Ask five suppliers to quote "a fiberglass window frame profile" and you will get five numbers spread across a 40% band — and no way to tell whether the spread is quality, margin, or scope. That opacity is not in anyone's long-term interest, least of all ours: an unexplained cheap quote wins orders that end in disputes, and an unexplained expensive quote loses orders it deserved. So here is how the per-meter price of a pultruded window profile is actually built, driver by driver.
1. Resin system — the biggest single lever
The matrix resin is the largest material-cost decision in the profile. **Polyester** is the economic baseline and fully adequate for most residential series. **Vinyl ester** adds roughly 10–25% at the profile level and buys better moisture cycling, temperature resistance, and long-term stability. **Polyurethane (GFRP-PU)** sits at the top of the range — the resin itself is the most expensive of the three and it requires dedicated closed-injection equipment — and buys the highest cross-fiber strength, thinner walls, and deep-cold toughness ([the full engineering case is here](/technology/polyurethane-pultrusion-windows)). When two quotes differ sharply, resin system is the first thing to check: they may simply not be quoting the same material.
2. Glass content and fiber architecture
More glass means more stiffness per section — and more cost, because glass loading also slows the line and demands tighter process control. Fiber architecture matters as much as quantity: a profile with multiaxial fabric layers for corner-screw retention costs more per meter than a roving-only lay-up of the same weight, and behaves differently in your fabrication line.

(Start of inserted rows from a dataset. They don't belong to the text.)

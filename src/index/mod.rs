mod ordered_index;

pub use ordered_index::{IndexEntry, IndexScan, OrderedIndex};
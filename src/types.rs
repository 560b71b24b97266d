use std::{
    collections::HashMap,
    hash::Hash,
    sync::{Arc, RwLock, RwLockWriteGuard},
};

use crate::error::SmallError;

// Type alias, not a new type, cannot define methods on it
pub type Pod<T> = Arc<RwLock<T>>;

pub type ResultPod<T> = Result<Pod<T>, SmallError>;
pub type SmallResult = Result<(), SmallError>;

/// A `HashMap` behind a `RwLock`, so callers can share it with `&self`
/// access. Used by the buffer pool, where multiple transactions load
/// pages concurrently.
pub struct ConcurrentHashMap<K, V> {
    inner: RwLock<HashMap<K, V>>,
}

impl<K: Eq + Hash + Clone, V: Clone> ConcurrentHashMap<K, V> {
    pub fn new() -> Self {
        Self {
            inner: RwLock::new(HashMap::new()),
        }
    }

    /// Return the value for `key`, running `init` to create it if the
    /// key is absent. The write lock is held across `init` so two
    /// callers cannot both load the same page.
    pub fn get_or_insert<F>(&self, key: &K, init: F) -> Result<V, SmallError>
    where
        F: FnOnce(&K) -> Result<V, SmallError>,
    {
        let mut inner = self.inner.write().unwrap();
        if let Some(v) = inner.get(key) {
            return Ok(v.clone());
        }

        let v = init(key)?;
        inner.insert(key.clone(), v.clone());
        return Ok(v);
    }

    pub fn get(&self, key: &K) -> Option<V> {
        self.inner.read().unwrap().get(key).cloned()
    }

    pub fn insert(&self, key: K, value: V) {
        self.inner.write().unwrap().insert(key, value);
    }

    pub fn remove(&self, key: &K) {
        self.inner.write().unwrap().remove(key);
    }

    pub fn keys(&self) -> Vec<K> {
        self.inner.read().unwrap().keys().cloned().collect()
    }

    pub fn clear(&self) {
        self.inner.write().unwrap().clear();
    }

    pub fn get_inner_wl(&self) -> RwLockWriteGuard<'_, HashMap<K, V>> {
        self.inner.write().unwrap()
    }
}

3. Section complexity and wall thickness
A three-chamber sash profile with co-pultruded gasket channels pulls slower and scraps higher than a plain rectangular tube — pull speed is production cost. Thinner walls (a GFRP-PU specialty) reduce material per meter but demand premium process control, so wall thickness cuts both ways in the price.
4. Die tooling and amortization — where MOQs come from
Every profile geometry needs its own pultrusion die (typically 3–6 weeks to fabricate). On a standing-die profile from the supplier's existing library, you pay no tooling. On a custom section, the die cost has to sit somewhere: either as a one-time tooling charge or amortized into the per-meter price with a minimum order quantity. This — not appetite for large orders — is why custom-section MOQs exist, and why the honest answer to "what is your MOQ?" is always "which section?"
5. Surface finish
Mill finish (resin-rich veil, unpainted) is the baseline. Architectural powder coating to **AAMA 2604 or 2605** in a custom RAL color adds a real increment — coating line time, masking, and the qualification overhead of the rating itself. Dark and metallic colors price above standard white/grey because of heat-buildup qualification and lower coating-line throughput.
6. Certification and testing overhead
A profile shipped with EN ISO 10077-2 thermal simulation data, batch mill certificates, and a PHI-certified system behind it carries the cost of maintaining that evidence — accredited-lab testing, certificate renewals, per-batch QC documentation. This is genuine value, not padding: it is precisely the evidence the [qualification checklist](/resources/blog/qualify-chinese-fiberglass-window-profile-supplier) demands. A quote that undercuts the market by skipping it is cheaper for a reason you will meet later.
7. Volume and scheduling
Pultrusion economics reward continuity: a standing order that keeps a die on the line prices below sporadic small runs of the same section, because die changeovers are dead line time. If your volumes are predictable, say so in the RFQ — scheduling certainty is worth real money to a manufacturer and much of it comes back to you.
8. Logistics terms — the quiet 15–30%
An EXW-factory price and a DDP-jobsite price are different products. Between them sit sea freight, insurance, customs classification (fiberglass profiles under HS 3925.20 / 7019 — [our tariff guide covers this](/resources/ddp-tariff-hs-code-guide)), import duty and VAT, and broker risk. A "cheaper" EXW quote routinely loses to a DDP quote once those are priced honestly — and the DDP quote tells you the supplier has done this route before.
So what does it cost?
Published catalog pricing for F1's fenestration profile range spans roughly **€8–110 per linear meter** — a deliberately wide band, because the eight drivers above interact. A 65-series polyester frame profile in mill finish and a 90-series GFRP-PU sash profile in dark AAMA 2605 powder coat are both "fiberglass window profiles," and they sit at opposite ends of that band on merit.
The practical takeaway for buyers: **make quotes decomposable.** Ask every supplier to state resin system, glass content, D3917 tolerance class, finish specification, tooling treatment, and incoterm on the quote itself. The 40% spread will collapse into an explainable comparison — and the suppliers who resist decomposing their number have answered a different question for you.